■ PROBLEM TO WORK ON
Read through the lines below and copy the ones holding the string "significant".

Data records
----

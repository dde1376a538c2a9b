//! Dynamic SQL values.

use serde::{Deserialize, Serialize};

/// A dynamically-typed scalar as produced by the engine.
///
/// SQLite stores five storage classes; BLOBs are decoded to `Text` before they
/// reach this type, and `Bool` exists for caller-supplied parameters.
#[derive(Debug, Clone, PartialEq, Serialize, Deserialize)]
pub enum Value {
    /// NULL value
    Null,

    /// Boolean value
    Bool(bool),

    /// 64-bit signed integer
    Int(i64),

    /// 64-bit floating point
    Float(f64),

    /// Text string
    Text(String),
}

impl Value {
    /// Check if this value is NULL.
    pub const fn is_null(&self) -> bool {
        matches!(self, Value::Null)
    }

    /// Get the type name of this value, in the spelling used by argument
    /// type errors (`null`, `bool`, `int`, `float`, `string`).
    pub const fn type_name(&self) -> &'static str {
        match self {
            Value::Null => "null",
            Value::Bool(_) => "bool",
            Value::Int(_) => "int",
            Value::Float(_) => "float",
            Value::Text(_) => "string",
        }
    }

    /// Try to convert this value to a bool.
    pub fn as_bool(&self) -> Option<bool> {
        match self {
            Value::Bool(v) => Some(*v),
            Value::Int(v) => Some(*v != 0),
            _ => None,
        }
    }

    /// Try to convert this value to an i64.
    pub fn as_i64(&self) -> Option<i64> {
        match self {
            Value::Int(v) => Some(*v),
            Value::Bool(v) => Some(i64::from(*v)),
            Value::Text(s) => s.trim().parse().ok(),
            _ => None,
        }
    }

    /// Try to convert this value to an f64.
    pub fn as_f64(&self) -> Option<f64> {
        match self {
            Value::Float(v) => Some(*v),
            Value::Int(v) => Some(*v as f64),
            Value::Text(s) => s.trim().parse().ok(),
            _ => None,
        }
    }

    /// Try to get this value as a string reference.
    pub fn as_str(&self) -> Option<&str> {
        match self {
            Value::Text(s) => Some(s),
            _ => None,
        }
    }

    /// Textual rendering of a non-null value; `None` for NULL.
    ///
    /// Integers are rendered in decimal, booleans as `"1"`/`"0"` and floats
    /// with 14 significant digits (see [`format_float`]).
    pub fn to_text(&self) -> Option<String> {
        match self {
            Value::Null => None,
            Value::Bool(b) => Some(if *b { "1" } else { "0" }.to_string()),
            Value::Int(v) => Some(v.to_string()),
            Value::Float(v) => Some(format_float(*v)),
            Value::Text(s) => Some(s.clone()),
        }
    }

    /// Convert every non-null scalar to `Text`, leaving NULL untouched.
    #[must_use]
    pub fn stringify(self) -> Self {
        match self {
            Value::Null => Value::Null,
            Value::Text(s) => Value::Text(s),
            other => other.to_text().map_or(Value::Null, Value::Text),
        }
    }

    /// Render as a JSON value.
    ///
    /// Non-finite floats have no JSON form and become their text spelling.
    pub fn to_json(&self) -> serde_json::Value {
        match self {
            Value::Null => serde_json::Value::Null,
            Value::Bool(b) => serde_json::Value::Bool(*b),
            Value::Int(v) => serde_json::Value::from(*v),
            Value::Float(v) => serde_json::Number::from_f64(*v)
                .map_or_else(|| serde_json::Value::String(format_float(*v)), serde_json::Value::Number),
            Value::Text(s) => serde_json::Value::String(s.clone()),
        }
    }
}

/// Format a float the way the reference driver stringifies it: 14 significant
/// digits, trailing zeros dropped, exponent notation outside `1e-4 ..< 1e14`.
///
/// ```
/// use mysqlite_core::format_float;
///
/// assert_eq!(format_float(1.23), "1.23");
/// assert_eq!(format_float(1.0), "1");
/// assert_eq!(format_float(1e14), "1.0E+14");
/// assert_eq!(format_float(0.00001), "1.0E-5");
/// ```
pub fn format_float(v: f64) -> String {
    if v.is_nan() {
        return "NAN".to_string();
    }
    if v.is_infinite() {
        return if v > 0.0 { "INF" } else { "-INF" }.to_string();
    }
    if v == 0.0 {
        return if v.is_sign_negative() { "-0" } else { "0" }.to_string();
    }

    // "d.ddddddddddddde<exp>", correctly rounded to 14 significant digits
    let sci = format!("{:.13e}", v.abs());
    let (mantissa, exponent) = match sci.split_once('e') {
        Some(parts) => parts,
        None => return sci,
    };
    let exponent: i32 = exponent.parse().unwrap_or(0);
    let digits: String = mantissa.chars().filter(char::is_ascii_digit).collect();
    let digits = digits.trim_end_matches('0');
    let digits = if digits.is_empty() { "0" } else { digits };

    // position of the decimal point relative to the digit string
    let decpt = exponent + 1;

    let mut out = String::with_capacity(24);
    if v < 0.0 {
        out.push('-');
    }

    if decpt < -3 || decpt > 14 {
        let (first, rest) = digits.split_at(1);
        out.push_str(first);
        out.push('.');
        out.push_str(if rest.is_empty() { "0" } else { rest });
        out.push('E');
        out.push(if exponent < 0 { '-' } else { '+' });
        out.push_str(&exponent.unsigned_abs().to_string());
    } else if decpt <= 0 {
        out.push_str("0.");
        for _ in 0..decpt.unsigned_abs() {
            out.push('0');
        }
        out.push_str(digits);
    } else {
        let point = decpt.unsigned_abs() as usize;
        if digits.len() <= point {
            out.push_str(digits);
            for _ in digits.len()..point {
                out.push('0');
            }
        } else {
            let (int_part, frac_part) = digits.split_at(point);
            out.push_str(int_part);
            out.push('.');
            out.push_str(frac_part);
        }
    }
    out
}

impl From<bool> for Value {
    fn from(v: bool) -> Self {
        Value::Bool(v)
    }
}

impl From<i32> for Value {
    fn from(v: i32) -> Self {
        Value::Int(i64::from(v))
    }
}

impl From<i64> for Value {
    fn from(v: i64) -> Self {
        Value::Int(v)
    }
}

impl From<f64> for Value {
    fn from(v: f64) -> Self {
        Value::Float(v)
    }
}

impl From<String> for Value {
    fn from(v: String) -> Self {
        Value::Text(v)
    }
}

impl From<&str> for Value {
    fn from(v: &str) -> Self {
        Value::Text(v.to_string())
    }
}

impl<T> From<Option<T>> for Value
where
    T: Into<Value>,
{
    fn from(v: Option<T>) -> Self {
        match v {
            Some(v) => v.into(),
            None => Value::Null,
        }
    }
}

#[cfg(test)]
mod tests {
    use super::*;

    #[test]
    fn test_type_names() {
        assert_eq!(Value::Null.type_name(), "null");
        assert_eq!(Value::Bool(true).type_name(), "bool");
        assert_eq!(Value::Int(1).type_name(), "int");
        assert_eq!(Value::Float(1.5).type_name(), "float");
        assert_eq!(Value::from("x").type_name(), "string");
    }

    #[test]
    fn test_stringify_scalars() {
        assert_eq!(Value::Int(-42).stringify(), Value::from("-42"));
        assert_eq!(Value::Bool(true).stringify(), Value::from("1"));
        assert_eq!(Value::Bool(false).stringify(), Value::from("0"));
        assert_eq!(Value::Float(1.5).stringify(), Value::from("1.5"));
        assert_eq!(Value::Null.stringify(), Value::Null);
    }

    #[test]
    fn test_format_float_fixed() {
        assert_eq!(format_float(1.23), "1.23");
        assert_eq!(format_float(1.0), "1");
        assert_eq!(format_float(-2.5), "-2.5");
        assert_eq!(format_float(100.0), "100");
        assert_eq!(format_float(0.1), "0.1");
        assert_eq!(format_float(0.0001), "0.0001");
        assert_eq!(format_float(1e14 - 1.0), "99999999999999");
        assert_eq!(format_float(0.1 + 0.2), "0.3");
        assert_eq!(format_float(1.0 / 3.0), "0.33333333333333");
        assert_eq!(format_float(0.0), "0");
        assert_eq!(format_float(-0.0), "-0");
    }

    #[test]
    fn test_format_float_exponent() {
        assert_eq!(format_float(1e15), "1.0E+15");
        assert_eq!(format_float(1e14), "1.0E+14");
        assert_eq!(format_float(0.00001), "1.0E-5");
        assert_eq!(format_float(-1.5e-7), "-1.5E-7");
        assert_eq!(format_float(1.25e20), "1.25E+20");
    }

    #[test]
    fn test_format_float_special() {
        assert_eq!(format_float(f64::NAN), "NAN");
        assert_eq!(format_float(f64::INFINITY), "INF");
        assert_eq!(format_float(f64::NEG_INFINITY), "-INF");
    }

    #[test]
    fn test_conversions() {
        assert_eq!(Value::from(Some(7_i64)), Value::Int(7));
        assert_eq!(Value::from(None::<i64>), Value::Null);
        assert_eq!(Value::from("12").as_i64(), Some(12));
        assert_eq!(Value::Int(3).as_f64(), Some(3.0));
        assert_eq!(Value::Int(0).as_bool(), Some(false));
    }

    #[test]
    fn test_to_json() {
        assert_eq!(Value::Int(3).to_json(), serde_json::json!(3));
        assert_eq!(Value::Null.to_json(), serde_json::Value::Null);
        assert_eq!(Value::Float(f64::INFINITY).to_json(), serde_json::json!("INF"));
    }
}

----

■ RESPONSE
    /// with 14 significant digits (see [`format_float`]).
/// Format a float the way the reference driver stringifies it: 14 significant
    // "d.ddddddddddddde<exp>", correctly rounded to 14 significant digits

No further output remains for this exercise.